THE ABORIGINES OF THE VALLEY — THEIR HABITS AND THEIR CUSTOMS.
When the persevering and adventurous Anglo-Saxon first entered the wilds of the Juniata, his eye, as far as it could reach, beheld nothing but a dense forest; but his quick penetration observed its natural beauties, its advantages, and the fertility of its soil. Hence he did not long stand upon the crest of the Tuscarora Mountain, debating the advantages to be derived from making it his home, or the risk he was taking upon himself in doing so, but plunged boldly down into the valley and called it his own. He found it peopled with dusky warriors and their families, who received him with open arms; and the golden hues of hope for the future lightened his cares, and made his privations no longer a burden. On the banks of the beautiful river the majestic stag trod, a very monarch; and the pellucid stream, from the bubbling brooks that formed it, to its mouth, was filled with the noble salmon and sportive trout, with little to molest them; for the Indians did not possess the penchant for indiscriminate slaughter of game which characterized their successors.
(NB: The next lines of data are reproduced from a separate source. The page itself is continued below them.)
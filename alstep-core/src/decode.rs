//! 命令の制御転送分類
//!
//! シングルステップに必要なのは、次に実行される命令のアドレス候補だけです。
//! そのため命令は {分岐, 間接ジャンプ, その他} の3種類にだけ分類します。

use std::fmt;

/// オペコードがこの値以上なら分岐命令（br, bsr, fbxx, bxx）
pub const BRANCH_OPCODE_MIN: u32 = 0x30;

/// 間接ジャンプ命令（jmp, jsr, ret, jsr_coroutine）のオペコード
pub const JUMP_OPCODE: u32 = 0x1a;

/// 命令語
#[derive(Debug, Clone, Copy, PartialEq, Eq)]
pub struct Instruction(pub u32);

/// 制御転送の分類
#[derive(Debug, Clone, Copy, PartialEq, Eq)]
pub enum ControlFlow {
    /// 条件・無条件分岐（変位はバイト単位）
    Branch { displacement: i64 },
    /// Rbレジスタの値へのジャンプ
    Jump { rb: u8 },
    /// 次の命令へ進む
    Sequential,
}

impl Instruction {
    /// オペコード（ビット31:26）
    pub fn opcode(self) -> u32 {
        self.0 >> 26
    }

    /// Raフィールド（ビット25:21）
    pub fn ra(self) -> u8 {
        ((self.0 >> 21) & 0x1f) as u8
    }

    /// Rbフィールド（ビット20:16）
    pub fn rb(self) -> u8 {
        ((self.0 >> 16) & 0x1f) as u8
    }

    /// 分岐変位（ビット20:0を符号拡張し、4倍したバイト数）
    pub fn branch_displacement(self) -> i64 {
        (((self.0 << 11) as i32) >> 9) as i64
    }

    /// 制御転送の種類を分類する
    pub fn control_flow(self) -> ControlFlow {
        match self.opcode() {
            op if op >= BRANCH_OPCODE_MIN => ControlFlow::Branch {
                displacement: self.branch_displacement(),
            },
            JUMP_OPCODE => ControlFlow::Jump { rb: self.rb() },
            _ => ControlFlow::Sequential,
        }
    }
}

/// REPLの `x` 出力用の表示（オペコード、Ra、Rb、分類）
impl fmt::Display for Instruction {
    fn fmt(&self, f: &mut fmt::Formatter<'_>) -> fmt::Result {
        write!(f, "op={:#04x} ra=r{} rb=r{} ", self.opcode(), self.ra(), self.rb())?;
        match self.control_flow() {
            ControlFlow::Branch { displacement } => {
                let sign = if displacement < 0 { '-' } else { '+' };
                write!(f, "branch {}{:#x}", sign, displacement.unsigned_abs())
            }
            ControlFlow::Jump { rb } => write!(f, "jump via r{}", rb),
            ControlFlow::Sequential => write!(f, "sequential"),
        }
    }
}

impl From<u32> for Instruction {
    fn from(word: u32) -> Self {
        Instruction(word)
    }
}

/// 命令語を組み立てるヘルパー
pub mod encode {
    use super::{BRANCH_OPCODE_MIN, JUMP_OPCODE};

    /// 分岐形式（opcode, Ra, 21ビット変位）
    ///
    /// `disp` は命令数単位の変位です。
    pub fn branch(opcode: u32, ra: u8, disp: i32) -> u32 {
        debug_assert!(opcode >= BRANCH_OPCODE_MIN);
        (opcode << 26) | ((ra as u32 & 0x1f) << 21) | (disp as u32 & 0x1f_ffff)
    }

    /// メモリ形式のジャンプ（jmp/jsr/ret）
    pub fn jump(ra: u8, rb: u8, hint: u16) -> u32 {
        (JUMP_OPCODE << 26)
            | ((ra as u32 & 0x1f) << 21)
            | ((rb as u32 & 0x1f) << 16)
            | (hint as u32 & 0x3fff)
    }
}

#[cfg(test)]
mod tests {
    use super::*;

    /// br $31, +0（何もしない分岐）
    const BR_ZERO: u32 = 0xc3e0_0000;
    /// bis $31,$31,$31（nop）
    const NOP: u32 = 0x47ff_041f;
    /// ret $31,($26),1
    const RET: u32 = 0x6bfa_8001;

    #[test]
    fn test_classify_sequential() {
        assert_eq!(Instruction(NOP).control_flow(), ControlFlow::Sequential);
        assert_eq!(Instruction(0).control_flow(), ControlFlow::Sequential);
    }

    #[test]
    fn test_classify_ret_as_jump() {
        assert_eq!(Instruction(RET).opcode(), JUMP_OPCODE);
        assert_eq!(Instruction(RET).control_flow(), ControlFlow::Jump { rb: 26 });
    }

    #[test]
    fn test_branch_displacement_sign_extension() {
        assert_eq!(
            Instruction(BR_ZERO).control_flow(),
            ControlFlow::Branch { displacement: 0 }
        );
        assert_eq!(Instruction(encode::branch(0x30, 31, 3)).branch_displacement(), 12);
        assert_eq!(Instruction(encode::branch(0x39, 1, -1)).branch_displacement(), -4);
        assert_eq!(
            Instruction(encode::branch(0x3d, 1, -(1 << 20))).branch_displacement(),
            -(1 << 22)
        );
        assert_eq!(
            Instruction(encode::branch(0x3d, 1, (1 << 20) - 1)).branch_displacement(),
            ((1 << 20) - 1) * 4
        );
    }

    #[test]
    fn test_display_shows_fields_and_class() {
        assert_eq!(Instruction(RET).to_string(), "op=0x1a ra=r31 rb=r26 jump via r26");
        assert_eq!(
            Instruction(encode::branch(0x39, 1, -1)).to_string(),
            "op=0x39 ra=r1 rb=r31 branch -0x4"
        );
        assert_eq!(Instruction(NOP).to_string(), "op=0x11 ra=r31 rb=r31 sequential");
    }

    #[test]
    fn test_field_accessors() {
        let insn = Instruction(encode::jump(26, 27, 0));
        assert_eq!(insn.ra(), 26);
        assert_eq!(insn.rb(), 27);
        assert_eq!(insn.opcode(), JUMP_OPCODE);
    }
}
They held that the land was given to human beings by the good Manitou for a dwelling-place, and not for the purpose of being broken up and cultivated for game. The fish and game were also a free gift from the same spirit, for the support of his people. Hence hunting and fishing for more than what would supply immediate and absolute wants were held in supreme contempt by the red man.
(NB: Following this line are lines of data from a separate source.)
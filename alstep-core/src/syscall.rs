//! システムコールの入口・出口フック

use alstep_target::{AddressSpace, Task, TrapFrame};
use tracing::trace;

/// システムコールをスキップさせるときに返す値（-1）
pub const SKIP_SYSCALL: u64 = u64::MAX;

/// トレースフックと監査フック
///
/// 返り値の意味を解釈するのは、入口フックがシステムコールのスキップを
/// 要求できる点だけです。
pub trait TraceHooks {
    /// システムコール入口をトレーサに通知する
    ///
    /// `true` を返すとシステムコールをスキップします。
    fn report_syscall_entry(&mut self, regs: &TrapFrame) -> bool;

    /// システムコール出口をトレーサに通知する
    fn report_syscall_exit(&mut self, regs: &TrapFrame);

    /// システムコール入口の監査（番号と最初の4引数）
    fn audit_entry(&mut self, _nr: u64, _args: [u64; 4]) {}

    /// システムコール出口の監査
    fn audit_exit(&mut self, _regs: &TrapFrame) {}
}

/// システムコール入口の処理
///
/// 実行するシステムコール番号（r0）を返します。
/// トレーサがスキップを要求した場合は [`SKIP_SYSCALL`] を返します。
pub fn syscall_trace_enter<M: AddressSpace, H: TraceHooks + ?Sized>(
    task: &Task<M>,
    hooks: &mut H,
) -> u64 {
    let regs = &task.trap;
    let skip = task.thread.syscall_trace && hooks.report_syscall_entry(regs);
    hooks.audit_entry(regs.r0, [regs.r16, regs.r17, regs.r18, regs.r19]);

    if skip {
        trace!("syscall {} skipped by tracer", regs.r0);
        SKIP_SYSCALL
    } else {
        regs.r0
    }
}

/// システムコール出口の処理
pub fn syscall_trace_leave<M: AddressSpace, H: TraceHooks + ?Sized>(task: &Task<M>, hooks: &mut H) {
    hooks.audit_exit(&task.trap);
    if task.thread.syscall_trace {
        hooks.report_syscall_exit(&task.trap);
    }
}

#[cfg(test)]
mod tests {
    use super::*;
    use alstep_target::SparseMemory;

    #[derive(Default)]
    struct Recorder {
        skip: bool,
        entries: usize,
        exits: usize,
        audited: Vec<(u64, [u64; 4])>,
        audit_exits: usize,
    }

    impl TraceHooks for Recorder {
        fn report_syscall_entry(&mut self, _regs: &TrapFrame) -> bool {
            self.entries += 1;
            self.skip
        }

        fn report_syscall_exit(&mut self, _regs: &TrapFrame) {
            self.exits += 1;
        }

        fn audit_entry(&mut self, nr: u64, args: [u64; 4]) {
            self.audited.push((nr, args));
        }

        fn audit_exit(&mut self, _regs: &TrapFrame) {
            self.audit_exits += 1;
        }
    }

    fn task() -> Task<SparseMemory> {
        let mut task = Task::new(1, SparseMemory::new());
        task.trap.r0 = 4;
        task.trap.r16 = 1;
        task.trap.r17 = 0x2000;
        task.trap.r18 = 12;
        task.trap.r19 = 0;
        task
    }

    #[test]
    fn test_enter_without_trace_flag() {
        let task = task();
        let mut hooks = Recorder { skip: true, ..Default::default() };

        assert_eq!(syscall_trace_enter(&task, &mut hooks), 4);
        assert_eq!(hooks.entries, 0);
        assert_eq!(hooks.audited, vec![(4, [1, 0x2000, 12, 0])]);
    }

    #[test]
    fn test_enter_traced_and_skipped() {
        let mut task = task();
        task.thread.syscall_trace = true;

        let mut hooks = Recorder::default();
        assert_eq!(syscall_trace_enter(&task, &mut hooks), 4);

        hooks.skip = true;
        assert_eq!(syscall_trace_enter(&task, &mut hooks), SKIP_SYSCALL);
        assert_eq!(hooks.entries, 2);
        assert_eq!(hooks.audited.len(), 2);
    }

    #[test]
    fn test_leave() {
        let mut task = task();
        let mut hooks = Recorder::default();

        syscall_trace_leave(&task, &mut hooks);
        assert_eq!((hooks.audit_exits, hooks.exits), (1, 0));

        task.thread.syscall_trace = true;
        syscall_trace_leave(&task, &mut hooks);
        assert_eq!((hooks.audit_exits, hooks.exits), (2, 1));
    }
}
The Indians found in the valley, when the whites first invaded it, belonged to three or four tribes—the Delawares, Monseys, Shawnees, and probably the Tuscaroras; all of whom, with the exception of the latter, belonged to one of the eight great Indian confederations scattered over the land, from the Rocky Mountains to what they called, in their figurative language, the rising of the sun. These Indians called themselves the Lenni Lenape, or "original people," of which the Delawares and Monseys were by far the most numerous of the tribes settled in the valley. The Shawnees, a restless, lawless, and ferocious band, were threatened with extermination by a powerful foe in Florida, when they came to Pennsylvania and craved the protection of the Lenapes, which was granted to them, and they were permitted to settle upon the lands of the Delawares. The Delaware Indians soon discovered that the Shawnees were quarrelsome and treacherous neighbors, and their company not desirable. Notice was given them to quit, and they settled upon the flats of the Susquehanna, near Wilkesbarre, and from thence they found their way to the Juniata; and there is little doubt but that they were first and foremost in the depredations committed during the French and Indian wars, as well as during the American Revolution. The Tuscaroras did not claim to belong to the Lenape tribes, yet a large portion of them lived in their territory. They came from the South, and joined the Aquanuschioni, or "united people," known in history as the Six Nations. As they did not speak the language of either the "united people" or the "original people," it would appear that they were people on their own account, enjoying a sort of roving commission to hunt the lands and fish the streams of any of "their cousins," as they styled all other tribes.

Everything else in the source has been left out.